Wer sollte das sagen? Streit mit Nachbarn kann belastend sein.

Dazu noch eine Geschichte: Ein Mann, der regelmäßig Nachtschichten macht, ist ­wütend. Er ärgert sich über Kinder, die ­laut im Hof Ball spielen, wenn er endlich schlafen kann und will. Er reißt das Fenster auf und beschimpft die Kinder. Die Eltern der Kinder zeigen ihn an, dabei sieht er sich als Opfer, weil er sich so drangsaliert gefühlt hatte von dem Lärm. Ihm habe ich gesagt: „Sie entschuldigen sich nicht für ­Ihre Gefühle und dass Sie sich gestört fühlten – Sie entschuldigen sich nur für Ihre Handlung!“ Das tat er – weil die Eltern an einer Aussprache nicht interessiert waren – schriftlich. Dass da jemand war, der ihm zugehört und nachgefragt hatte, erleichterte ihm die Einsicht in sein Fehlverhalten.

Gibt es Fälle, bei denen Sie dachten: „Die setzen sich nie an einen Tisch!“?
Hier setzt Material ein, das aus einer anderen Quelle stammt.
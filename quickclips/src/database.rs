//! Storage for the persisted collections.
//!
//! Each collection (search terms, tools, templates) is stored as one JSON
//! payload and always overwritten whole. `Database` keeps them in SQLite;
//! `MemoryStorage` keeps them in a map for hosts without a file.

use std::collections::HashMap;
use std::path::Path;

use parking_lot::RwLock;
use r2d2::{Pool, PooledConnection};
use r2d2_sqlite::SqliteConnectionManager;
use rusqlite::{params, OptionalExtension};
use thiserror::Error;

#[derive(Error, Debug)]
pub enum DatabaseError {
    #[error("SQLite error: {0}")]
    Sqlite(#[from] rusqlite::Error),
    #[error("IO error: {0}")]
    Io(#[from] std::io::Error),
    #[error("Connection pool error: {0}")]
    Pool(#[from] r2d2::Error),
    #[error("Serialization error: {0}")]
    Json(#[from] serde_json::Error),
}

pub type DatabaseResult<T> = Result<T, DatabaseError>;

/// The persisted collections
#[derive(Debug, Clone, Copy, PartialEq, Eq, Hash)]
pub enum CollectionKind {
    SearchTerms,
    Tools,
    Templates,
}

impl CollectionKind {
    pub const ALL: [CollectionKind; 3] = [Self::SearchTerms, Self::Tools, Self::Templates];

    pub fn as_str(self) -> &'static str {
        match self {
            Self::SearchTerms => "searchTerms",
            Self::Tools => "tools",
            Self::Templates => "templates",
        }
    }
}

/// Get/set of whole collections
pub trait ConfigStorage: Send + Sync {
    fn load_collection(&self, kind: CollectionKind) -> DatabaseResult<Option<String>>;
    fn save_collection(&self, kind: CollectionKind, payload: &str) -> DatabaseResult<()>;
}

/// Thread-safe SQLite storage using connection pooling
pub struct Database {
    pool: Pool<SqliteConnectionManager>,
}

impl Database {
    /// Open or create a database at the given path
    pub fn open<P: AsRef<Path>>(path: P) -> DatabaseResult<Self> {
        if let Some(parent) = path.as_ref().parent() {
            if !parent.as_os_str().is_empty() {
                std::fs::create_dir_all(parent)?;
            }
        }

        let manager = SqliteConnectionManager::file(path).with_init(|conn| {
            conn.execute_batch(
                "
                PRAGMA journal_mode=WAL;
                PRAGMA synchronous=NORMAL;
                ",
            )?;
            Ok(())
        });

        let pool = Pool::builder().max_size(4).build(manager)?;

        let db = Self { pool };
        db.setup_schema()?;
        Ok(db)
    }

    /// Open an in-memory database (for testing)
    #[cfg(test)]
    pub fn open_in_memory() -> DatabaseResult<Self> {
        let manager = SqliteConnectionManager::memory();

        // In-memory needs single connection to maintain state
        let pool = Pool::builder().max_size(1).build(manager)?;

        let db = Self { pool };
        db.setup_schema()?;
        Ok(db)
    }

    fn get_conn(&self) -> DatabaseResult<PooledConnection<SqliteConnectionManager>> {
        Ok(self.pool.get()?)
    }

    fn setup_schema(&self) -> DatabaseResult<()> {
        let conn = self.get_conn()?;
        conn.execute_batch(
            r#"
            CREATE TABLE IF NOT EXISTS collections (
                name TEXT PRIMARY KEY NOT NULL,
                payload TEXT NOT NULL,
                updatedAt INTEGER NOT NULL
            );
            "#,
        )?;
        Ok(())
    }

    /// Last write time of a collection, unix millis
    #[cfg(test)]
    pub(crate) fn updated_at(&self, kind: CollectionKind) -> DatabaseResult<Option<i64>> {
        let conn = self.get_conn()?;
        let value = conn
            .query_row(
                "SELECT updatedAt FROM collections WHERE name = ?1",
                params![kind.as_str()],
                |row| row.get(0),
            )
            .optional()?;
        Ok(value)
    }
}

impl ConfigStorage for Database {
    fn load_collection(&self, kind: CollectionKind) -> DatabaseResult<Option<String>> {
        let conn = self.get_conn()?;
        let payload = conn
            .query_row(
                "SELECT payload FROM collections WHERE name = ?1",
                params![kind.as_str()],
                |row| row.get(0),
            )
            .optional()?;
        Ok(payload)
    }

    fn save_collection(&self, kind: CollectionKind, payload: &str) -> DatabaseResult<()> {
        let conn = self.get_conn()?;
        conn.execute(
            "INSERT INTO collections (name, payload, updatedAt) VALUES (?1, ?2, ?3)
             ON CONFLICT(name) DO UPDATE SET payload = excluded.payload, updatedAt = excluded.updatedAt",
            params![kind.as_str(), payload, crate::models::now_millis()],
        )?;
        Ok(())
    }
}

/// Storage that lives only as long as the process
#[derive(Default)]
pub struct MemoryStorage {
    collections: RwLock<HashMap<CollectionKind, String>>,
}

impl MemoryStorage {
    pub fn new() -> Self {
        Self::default()
    }
}

impl ConfigStorage for MemoryStorage {
    fn load_collection(&self, kind: CollectionKind) -> DatabaseResult<Option<String>> {
        Ok(self.collections.read().get(&kind).cloned())
    }

    fn save_collection(&self, kind: CollectionKind, payload: &str) -> DatabaseResult<()> {
        self.collections.write().insert(kind, payload.to_string());
        Ok(())
    }
}
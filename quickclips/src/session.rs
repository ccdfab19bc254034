//! Per-window selection state and scan generations.
//!
//! Every scan takes a ticket carrying a monotonically increasing generation
//! and its own cancellation token. Taking a new ticket cancels the previous
//! one; only the latest generation may publish its matches.

use tokio_util::sync::CancellationToken;

use crate::interface::{PatternMatch, QuickTool};

/// Handle for one in-flight scan
#[derive(Debug, Clone)]
pub struct ScanTicket {
    pub generation: u64,
    pub token: CancellationToken,
}

#[derive(Debug, Default)]
pub struct Session {
    generation: u64,
    active_scan: Option<CancellationToken>,
    matches: Vec<PatternMatch>,
    selected_match: Option<PatternMatch>,
    selected_tools: Vec<String>,
}

impl Session {
    pub fn new() -> Self {
        Self::default()
    }

    /// Start a scan, superseding whatever scan is still running
    pub fn begin_scan(&mut self) -> ScanTicket {
        if let Some(previous) = self.active_scan.take() {
            previous.cancel();
        }
        self.generation += 1;
        let token = CancellationToken::new();
        self.active_scan = Some(token.clone());
        ScanTicket {
            generation: self.generation,
            token,
        }
    }

    pub fn is_current(&self, generation: u64) -> bool {
        self.generation == generation
    }

    /// Publish a scan result. Returns false, leaving state untouched, when a
    /// newer scan has started since `ticket` was issued.
    pub fn complete_scan(&mut self, ticket: &ScanTicket, matches: &[PatternMatch]) -> bool {
        if !self.is_current(ticket.generation) {
            return false;
        }
        self.active_scan = None;
        self.matches = matches.to_vec();

        // A selection survives only if the same text matched again
        if let Some(selected) = &self.selected_match {
            self.selected_match = self.matches.iter().find(|m| m.text == selected.text).cloned();
        }
        true
    }

    pub fn current_matches(&self) -> &[PatternMatch] {
        &self.matches
    }

    pub fn select_match(&mut self, selected: Option<PatternMatch>) {
        self.selected_match = selected;
    }

    pub fn selected_match(&self) -> Option<&PatternMatch> {
        self.selected_match.as_ref()
    }

    /// Matches the selected tools apply to: the selected match, or every
    /// current match when nothing is selected
    pub fn dispatch_targets(&self) -> Vec<PatternMatch> {
        match &self.selected_match {
            Some(selected) => vec![selected.clone()],
            None => self.matches.clone(),
        }
    }

    /// Flip a tool in or out of the selection; returns whether it is now selected
    pub fn toggle_tool(&mut self, tool_id: &str) -> bool {
        if let Some(index) = self.selected_tools.iter().position(|id| id == tool_id) {
            self.selected_tools.remove(index);
            false
        } else {
            self.selected_tools.push(tool_id.to_string());
            true
        }
    }

    /// Selected tool ids in selection order
    pub fn selected_tool_ids(&self) -> Vec<String> {
        self.selected_tools.clone()
    }

    /// Drop selected ids with no tool in `available`; returns how many went
    pub fn prune_tool_selection(&mut self, available: &[QuickTool]) -> usize {
        let before = self.selected_tools.len();
        self.selected_tools
            .retain(|id| available.iter().any(|tool| &tool.id == id));
        before - self.selected_tools.len()
    }
}
//! Tool Dispatcher
//!
//! Resolves quick-tool URL templates against pattern matches and hands each
//! resolved URL to the `UrlOpener`. A batch never stops on a failing pair:
//! failures are collected into the `DispatchReport` and logged.

use std::borrow::Cow;

use percent_encoding::{utf8_percent_encode, AsciiSet, NON_ALPHANUMERIC};
use tracing::{debug, warn};
use url::Url;

use crate::interface::{
    DispatchFailure, DispatchFailureKind, DispatchReport, OpenedUrl, PatternMatch, QuickClipsError,
    QuickTool, UrlOpener,
};
use crate::tokens::{self, SEARCH_TERM_TOKEN};

/// Characters left alone by URI component encoding: alphanumerics and `-_.!~*'()`
const URI_COMPONENT: &AsciiSet = &NON_ALPHANUMERIC
    .remove(b'-')
    .remove(b'_')
    .remove(b'.')
    .remove(b'!')
    .remove(b'~')
    .remove(b'*')
    .remove(b'\'')
    .remove(b'(')
    .remove(b')');

/// Percent-encode a value for use inside a URL component
pub fn encode_component(value: &str) -> Cow<'_, str> {
    utf8_percent_encode(value, URI_COMPONENT).into()
}

/// Whether `tool` can run against `m`.
///
/// A tool that declares capture groups needs all of them in the match. A tool
/// that declares none runs against any match, using the whole matched text.
pub fn tool_applies(tool: &QuickTool, m: &PatternMatch) -> bool {
    tool.capture_groups.iter().all(|group| m.captures.contains_key(group))
}

/// Value for one URL token, encoded when the tool asks for it
fn token_value<'m>(tool: &QuickTool, m: &'m PatternMatch, name: &str) -> Result<Cow<'m, str>, DispatchFailureKind> {
    let raw = if name == SEARCH_TERM_TOKEN {
        m.text.as_str()
    } else {
        match m.captures.get(name) {
            Some(value) => value.as_str(),
            None => return Err(DispatchFailureKind::MissingCapture { token: name.to_string() }),
        }
    };
    Ok(if tool.encode { encode_component(raw) } else { Cow::Borrowed(raw) })
}

/// Substitute the match into the tool URL and check the result is a URL
pub fn resolve_tool_url(tool: &QuickTool, m: &PatternMatch) -> Result<String, DispatchFailureKind> {
    let tokenized = tokens::tokenize(tool.url.trim());
    let url = tokenized.try_render(|name| token_value(tool, m, name))?;

    if let Err(e) = Url::parse(&url) {
        return Err(DispatchFailureKind::InvalidUrl { url, reason: e.to_string() });
    }
    Ok(url)
}

/// Resolve and open a single (tool, match) pair. Returns the opened URL.
pub fn launch_one(tool: &QuickTool, m: &PatternMatch, opener: &dyn UrlOpener) -> Result<String, QuickClipsError> {
    let url = resolve_tool_url(tool, m).map_err(|kind| match kind {
        DispatchFailureKind::MissingCapture { token } => QuickClipsError::MissingCapture(token),
        DispatchFailureKind::InvalidUrl { url, reason } => {
            QuickClipsError::InvalidUrl(format!("{} ({})", url, reason))
        }
        DispatchFailureKind::ToolNotFound => QuickClipsError::NotFound(tool.id.clone()),
        DispatchFailureKind::OpenFailed { reason, .. } => QuickClipsError::OpenFailed(reason),
    })?;
    opener.open_url(url.clone())?;
    Ok(url)
}

/// Open every selected tool against every match it applies to.
///
/// Each (tool, match) pair is opened at most once: repeated tool ids and
/// matches with the same matched text are collapsed.
pub fn open_tools(
    matches: &[PatternMatch],
    tools: &[QuickTool],
    tool_ids: &[String],
    opener: &dyn UrlOpener,
) -> DispatchReport {
    let mut report = DispatchReport::default();

    let mut unique_ids: Vec<&str> = Vec::new();
    for id in tool_ids {
        if !unique_ids.contains(&id.as_str()) {
            unique_ids.push(id);
        }
    }

    let mut unique_matches: Vec<&PatternMatch> = Vec::new();
    for m in matches {
        if !unique_matches.iter().any(|seen| seen.text == m.text) {
            unique_matches.push(m);
        }
    }

    for id in unique_ids {
        let Some(tool) = tools.iter().find(|t| t.id == id) else {
            warn!(tool_id = id, "Selected tool no longer exists");
            report.failures.push(DispatchFailure {
                tool_id: id.to_string(),
                matched_text: None,
                kind: DispatchFailureKind::ToolNotFound,
            });
            continue;
        };

        for m in unique_matches.iter().filter(|m| tool_applies(tool, m)) {
            let outcome = resolve_tool_url(tool, m).and_then(|url| match opener.open_url(url.clone()) {
                Ok(()) => Ok(url),
                Err(e) => Err(DispatchFailureKind::OpenFailed { url, reason: e.to_string() }),
            });

            match outcome {
                Ok(url) => {
                    debug!(tool = %tool.name, url = %url, "Opened quick tool");
                    report.opened.push(OpenedUrl {
                        tool_id: tool.id.clone(),
                        matched_text: m.text.clone(),
                        url,
                    });
                }
                Err(kind) => {
                    warn!(tool = %tool.name, matched = %m.text, failure = ?kind, "Quick tool dispatch failed");
                    report.failures.push(DispatchFailure {
                        tool_id: tool.id.clone(),
                        matched_text: Some(m.text.clone()),
                        kind,
                    });
                }
            }
        }
    }

    report
}
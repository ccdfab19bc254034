//! QuickClips Core - Rust engine for the Quick Clips feature
//!
//! Scans clip text with user-authored search terms, opens quick tools built
//! from the matches, and expands templates from clips and captures. Search
//! terms, tools and templates are persisted through a small storage trait.
//!
//! Types are exported via UniFFI proc-macros (#[derive(uniffi::Record/Enum)]).

pub mod compiler;
pub mod database;
mod debounce;
pub mod dispatch;
pub mod interface;
pub mod models;
pub mod repository;
pub mod scanner;
pub mod session;
mod store;
pub mod tokens;
pub mod transfer;
pub mod validation;

pub use database::{CollectionKind, ConfigStorage, Database, MemoryStorage};
pub use interface::*;
pub use store::QuickClipsStore;

uniffi::setup_scaffolding!("quickclips");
Immer mehr Verfahren haben mit Straftaten im Internet zu tun. Das hier auch: Ein Mann und eine Frau lernten sich online über eine Partnerbörse kennen. Sie schrieben sich Mails. Die Frau wollte dann aber keinen Kontakt mehr, sie hatte jemand an­deren kennengelernt. Der Mann schrieb ihr daraufhin fordernde, vulgäre Mails. Die Frau zeigte ihn an. Ich führte mit beiden ein Vorgespräch. Der Mann ist dabei vor Scham über sein Verhalten fast unter den Tisch gekrochen. Weil er mir aber vertrauen konnte, erzählte er, die Frau habe ihm geschrieben, er sei fett und hässlich. Das hatte ihn sehr gekränkt. Im Prinzip hatte er also zurückgeschlagen und sie verletzen wollen.

Die beiden waren sich nie begegnet, ich hielt ein Schlichtungsgespräch für sehr unwahrscheinlich. Er hatte die Idee, der Frau einen Entschuldigungsbrief zu schreiben. Das machte er auch, damit war es ihm sehr ernst. Danach kam die Frau zum Vorgespräch. Zu meiner Überraschung wünschte sie sich ein gemeinsames Gespräch mit der Begründung: „Der soll mir in die Augen schauen. Dann weiß ich, ob sein Bedauern ehrlich gemeint ist!“

Und?

Die Frau hat sich auch mit ihrem Anteil an der Geschichte konfrontieren lassen. Sie erklärte ihm, dass sie ihn habe loshaben wollen. Die Art und Weise, wie sie das angestellt hatte, bedauerte sie. Der junge Mann konnte seine Sichtweise darstellen und sich entschuldigen. Sein Schlusssatz war: „Ich bin so erleichtert!“ Und genau das ist der Sinn – Erleichterung. Auf ­beiden Seiten! Egal, wie ein Verfahren vor Gericht ausgegangen wäre: Täter und ­Opfer wären auf ihren Gefühlen sitzen­­ge­blieben – auf der Wut, der Hilflosigkeit, der Scham, der Verletzung, aber auch dem Bedauern. So konnten sie sich hier die Hand geben. Vom ­Fenster aus sah ich, dass sie unten noch zusammen eine geraucht haben. Wie eine Friedens­pfeife.